There’s been much curiosity over the last few days about the Second Life Blogger Network (SLBN), and I can now help pass on more information about the initiative – which, alongside two other bloggers and Lab staff, I’ve been able to play a modest role in helping to shape.

Officially launched on Thursday, September 26th, SLBN is intended to be a referral service for bloggers producing high-quality, independent blog content to have their work promoted by Linden Lab through a new curated SLBN feed on the Second Life Community Pages and via Linden Lab’s high-visibility Second Life social media feeds and – in the future – on the Official Second Life Viewer log-in page.

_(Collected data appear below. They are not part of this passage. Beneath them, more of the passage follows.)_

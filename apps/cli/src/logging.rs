//! Subscriber setup.

use tracing_subscriber::EnvFilter;

/// Installs a stderr `fmt` subscriber. `RUST_LOG` wins over `verbosity`.
pub fn init(verbosity: u8) {
    let default_level = match verbosity {
        0 => "warn",
        1 => "info",
        2 => "debug",
        _ => "trace",
    };
    let filter = EnvFilter::try_from_default_env().unwrap_or_else(|_| EnvFilter::new(default_level));

    // A subscriber may already be installed when embedded in tests.
    let _ = tracing_subscriber::fmt()
        .with_env_filter(filter)
        .with_writer(std::io::stderr)
        .with_target(false)
        .try_init();
}
//! Ordered, version-style comparison of condition operands.
//!
//! Operands are split into segments: digit runs compare as integers and all
//! other runs compare lexically, so `"2" < "10"` and `"1.9" < "1.10"`.
//! Plain string comparison would order `"10"` before `"2"`, and plain
//! numeric comparison cannot handle values like `"file"` or `"1.0rc1"`.
//!
//! # Rules
//!
//! 1. `.`, `-`, `_` and `+` separate segments and are dropped. A switch
//!    between digit and non-digit characters also starts a new segment.
//! 2. The empty string is less than any non-empty value, including one made
//!    only of separators (`"" < "-"`). Beyond that, a separator-only value
//!    is an empty segment list and falls under rule 4.
//! 3. Numbers compare by value (any length, leading zeros ignored), text
//!    compares byte-wise, and text sorts before numbers.
//! 4. When one value is a prefix of the other, the first extra segment
//!    decides: an extra number makes the longer value greater
//!    (`1.0 < 1.0.1`), extra text makes it smaller (`1.0rc < 1.0`).

use std::cmp::Ordering;
use std::fmt;
use std::str::FromStr;

use serde::{Deserialize, Serialize};

use crate::error::ConditionError;

// ============================================================================
// SEGMENTS
// ============================================================================

/// One comparable run of an operand.
#[derive(Debug, Clone, Copy, PartialEq, Eq)]
pub enum Segment<'a> {
    /// Digit run with leading zeros stripped (`"007"` is stored as `"7"`,
    /// `"0"` as `""`).
    Number(&'a str),
    /// Non-digit run.
    Text(&'a str),
}

impl<'a> Segment<'a> {
    fn from_run(run: &'a str, digits: bool) -> Self {
        if digits {
            Self::Number(run.trim_start_matches('0'))
        } else {
            Self::Text(run)
        }
    }
}

impl Ord for Segment<'_> {
    fn cmp(&self, other: &Self) -> Ordering {
        match (self, other) {
            (Self::Number(a), Self::Number(b)) => a.len().cmp(&b.len()).then_with(|| a.cmp(b)),
            (Self::Text(a), Self::Text(b)) => a.cmp(b),
            (Self::Text(_), Self::Number(_)) => Ordering::Less,
            (Self::Number(_), Self::Text(_)) => Ordering::Greater,
        }
    }
}

impl PartialOrd for Segment<'_> {
    fn partial_cmp(&self, other: &Self) -> Option<Ordering> {
        Some(self.cmp(other))
    }
}

const fn is_separator(ch: char) -> bool {
    matches!(ch, '.' | '-' | '_' | '+')
}

/// Splits `input` into comparable segments.
///
/// # Examples
///
/// ```
/// use rulegate::compare::{tokenize, Segment};
///
/// assert_eq!(
///     tokenize("1.10rc2"),
///     vec![
///         Segment::Number("1"),
///         Segment::Number("10"),
///         Segment::Text("rc"),
///         Segment::Number("2"),
///     ]
/// );
/// ```
pub fn tokenize(input: &str) -> Vec<Segment<'_>> {
    let mut segments = Vec::new();
    // (start byte offset, run is digits)
    let mut run: Option<(usize, bool)> = None;

    for (idx, ch) in input.char_indices() {
        if is_separator(ch) {
            if let Some((start, digits)) = run.take() {
                segments.push(Segment::from_run(&input[start..idx], digits));
            }
            continue;
        }

        let digit = ch.is_ascii_digit();
        match run {
            Some((_, digits)) if digits == digit => {}
            Some((start, digits)) => {
                segments.push(Segment::from_run(&input[start..idx], digits));
                run = Some((idx, digit));
            }
            None => run = Some((idx, digit)),
        }
    }

    if let Some((start, digits)) = run {
        segments.push(Segment::from_run(&input[start..], digits));
    }
    segments
}

/// Compares two operands with ordered segment semantics.
///
/// # Examples
///
/// ```
/// use rulegate::compare::compare_ordered;
/// use std::cmp::Ordering;
///
/// assert_eq!(compare_ordered("9", "10"), Ordering::Less);
/// assert_eq!(compare_ordered("007", "7"), Ordering::Equal);
/// assert_eq!(compare_ordered("file", "image"), Ordering::Less);
/// ```
pub fn compare_ordered(left: &str, right: &str) -> Ordering {
    // Emptiness is decided on the raw text: `"-"` has no segments but is not empty.
    match (left.is_empty(), right.is_empty()) {
        (true, true) => return Ordering::Equal,
        (true, false) => return Ordering::Less,
        (false, true) => return Ordering::Greater,
        (false, false) => {}
    }

    let left = tokenize(left);
    let right = tokenize(right);

    if let Some(ordering) = left
        .iter()
        .zip(&right)
        .map(|(l, r)| l.cmp(r))
        .find(|ordering| ordering.is_ne())
    {
        return ordering;
    }

    match left.len().cmp(&right.len()) {
        Ordering::Equal => Ordering::Equal,
        Ordering::Greater => extra_segment(left[right.len()]),
        Ordering::Less => extra_segment(right[left.len()]).reverse(),
    }
}

/// Ordering of the longer operand when the shorter one is its prefix.
fn extra_segment(extra: Segment<'_>) -> Ordering {
    match extra {
        Segment::Number(_) => Ordering::Greater,
        Segment::Text(_) => Ordering::Less,
    }
}

// ============================================================================
// OPERATORS
// ============================================================================

/// Relational operator of a condition.
#[derive(Debug, Clone, Copy, PartialEq, Eq, Hash, Serialize, Deserialize)]
#[serde(rename_all = "kebab-case")]
pub enum Operator {
    /// `equal` (`==`, `=`, `eq`)
    Equal,
    /// `not-equal` (`!=`, `<>`, `ne`)
    NotEqual,
    /// `greater-or-equal` (`>=`, `ge`)
    GreaterOrEqual,
    /// `less-or-equal` (`<=`, `le`)
    LessOrEqual,
    /// `greater-than` (`>`, `gt`)
    GreaterThan,
    /// `less-than` (`<`, `lt`)
    LessThan,
}

impl Operator {
    /// All operators, in declaration order.
    pub const ALL: [Self; 6] = [
        Self::Equal,
        Self::NotEqual,
        Self::GreaterOrEqual,
        Self::LessOrEqual,
        Self::GreaterThan,
        Self::LessThan,
    ];

    /// Canonical name used in rule definitions.
    pub const fn as_str(self) -> &'static str {
        match self {
            Self::Equal => "equal",
            Self::NotEqual => "not-equal",
            Self::GreaterOrEqual => "greater-or-equal",
            Self::LessOrEqual => "less-or-equal",
            Self::GreaterThan => "greater-than",
            Self::LessThan => "less-than",
        }
    }

    /// Whether `ordering` (actual compared to expected) satisfies this operator.
    pub const fn matches(self, ordering: Ordering) -> bool {
        match self {
            Self::Equal => ordering.is_eq(),
            Self::NotEqual => ordering.is_ne(),
            Self::GreaterOrEqual => ordering.is_ge(),
            Self::LessOrEqual => ordering.is_le(),
            Self::GreaterThan => ordering.is_gt(),
            Self::LessThan => ordering.is_lt(),
        }
    }

    /// Applies the operator to two operands using [`compare_ordered`].
    ///
    /// ```
    /// use rulegate::compare::Operator;
    ///
    /// assert!(Operator::GreaterOrEqual.apply("10", "9"));
    /// assert!(!Operator::Equal.apply("0", "1"));
    /// ```
    pub fn apply(self, actual: &str, expected: &str) -> bool {
        self.matches(compare_ordered(actual, expected))
    }
}

impl FromStr for Operator {
    type Err = ConditionError;

    fn from_str(s: &str) -> Result<Self, Self::Err> {
        match s {
            "equal" | "==" | "=" | "eq" => Ok(Self::Equal),
            "not-equal" | "!=" | "<>" | "ne" => Ok(Self::NotEqual),
            "greater-or-equal" | ">=" | "ge" => Ok(Self::GreaterOrEqual),
            "less-or-equal" | "<=" | "le" => Ok(Self::LessOrEqual),
            "greater-than" | ">" | "gt" => Ok(Self::GreaterThan),
            "less-than" | "<" | "lt" => Ok(Self::LessThan),
            other => Err(ConditionError::InvalidOperator {
                operator: other.to_owned(),
            }),
        }
    }
}

impl fmt::Display for Operator {
    fn fmt(&self, f: &mut fmt::Formatter<'_>) -> fmt::Result {
        f.write_str(self.as_str())
    }
}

How it works is simple and direct:

  • Interested bloggers review the SLBN Terms & Conditions and SLBN Content Guidelines.
  • If a blogger wishes to participate, they complete and submit the SLBN Submission Form to indicate their willingness to participate.
  • Linden Lab staff are then attentive to participating blogs, and when they see a post that is suitable for promotion, they will:
    • Produce a short summary of the post, generally based on the opening few lines of the article, and which includes the first image in the post (if the article does not have any images, a “blog image” supplied by the blogger via the submission form will be used).
    • The summary and image is  then promoted to the curated SLBN feed and to the various Second Life social media channels, etc., together with a link back to the original article and blog.
  • Those reading the various feeds / channels can then click the link through to the article and blog, read it in full and perhaps explore the blog in more detail.

Content that might be considered suitable for promotion through the programme includes technical reports, destination reviews, reports on events (including music and entertainment events) emerging fashion trends, tips and tutorials, reports on Second Life news, and so on.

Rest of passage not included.